過去の経験から言わせていただくと、コーチは検定が終わったあとに何らかの作業をすることが多く、例えば合否結果や不合格理由を名簿に書いたり、子どもに渡すための用紙に結果やメッセージを書き込んだりします。
それらの作業があった場合、少なくともコーチは手元に集中して子どもから目が離れますし、もっと酷い場合は固定された台などで書きやすくするために、プールに背を向けて作業に没頭する場合があります。
この時間、安全を優先するのであれば、子どもをプールサイドに座らせて待たせるべきですが、当然、子どもからは「遊びたいー!」と言われ、保護者からは「無駄な時間では?」と思われるので、コーチとしては辛いところです。
そのために他に監視のコーチが3人いて、20人の子どもに対しては十分な人数が配置されていたとは思うのですが、監視の人数が多ければ安全というのは大きな間違いで、逆に複数の監視によりお互いが「見ているだろう」と過信してしまい、簡単に誰も見ていない空間が生まれ、今回のような事故が起きるというのが、ここに書かれています。
ほかの生徒が沈んだ拓杜ちゃんに気付き、近くにいた大人が拓杜ちゃんをプールから引き揚げたということです。
子ども20人に対して監視役のコーチが3人いても、5歳児が沈むところも沈んだあとも見つけることが出来ず、見つけたのは他の子どもですから、大変残念ですが・・・。
身も蓋もないことを言うと、スイミングスクールに100%の安全はありません。
絶対に溺れないためには「水に入らない」だけであり、馬鹿にしていると思われるかもしれませんが、それしかありません。
どんなに浅いプールでも溺れますし、どれだけ監視員がいても溺れます。
溺れないようにするためにスイミングスクールに通わせるのですが、そのスイミングスクールで溺れる可能性があることを、十分に理解しておくべきです。

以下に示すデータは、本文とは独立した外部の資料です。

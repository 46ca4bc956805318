//! # Roomboard
//!
//! A meeting room booking server, usable both as a standalone binary and as a
//! library.
//!
//! Staff log in with a session cookie, pick a date, and book or cancel one of
//! a fixed catalog of rooms. A room can be booked at most once per calendar
//! day; the SQLite store enforces that with a unique constraint on
//! `(room_id, start_date)`.
//!
//! ## Library Usage
//!
//! ```rust,ignore
//! use std::sync::Arc;
//! use roomboard::auth::session::SessionKeys;
//! use roomboard::server::{AppState, create_router};
//! use roomboard::store::{SqliteStore, Store};
//!
//! let store = SqliteStore::new("./data/roomboard.db").unwrap();
//! store.initialize().unwrap();
//!
//! let keys = SessionKeys::from_secret("a-long-random-secret").unwrap();
//! let state = Arc::new(AppState::new(Arc::new(store), keys));
//! state.credentials.ensure_seed_admin().unwrap();
//!
//! let router = create_router(state);
//! // Serve with axum...
//! ```

pub mod auth;
pub mod booking;
pub mod config;
pub mod error;
pub mod server;
pub mod store;
pub mod types;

ただ、最後に、長年お世話になった業界のために言わせていただくと、子どもに渡す合否結果などを書いた紙も、検定後の自由時間も、決して安全ではないことはわかっていても、サービス向上のために行っていて、お客様に喜んでいただこうとしているからであり、いかに安全とサービスの両立に苦悩しているかだけは、書いておきます。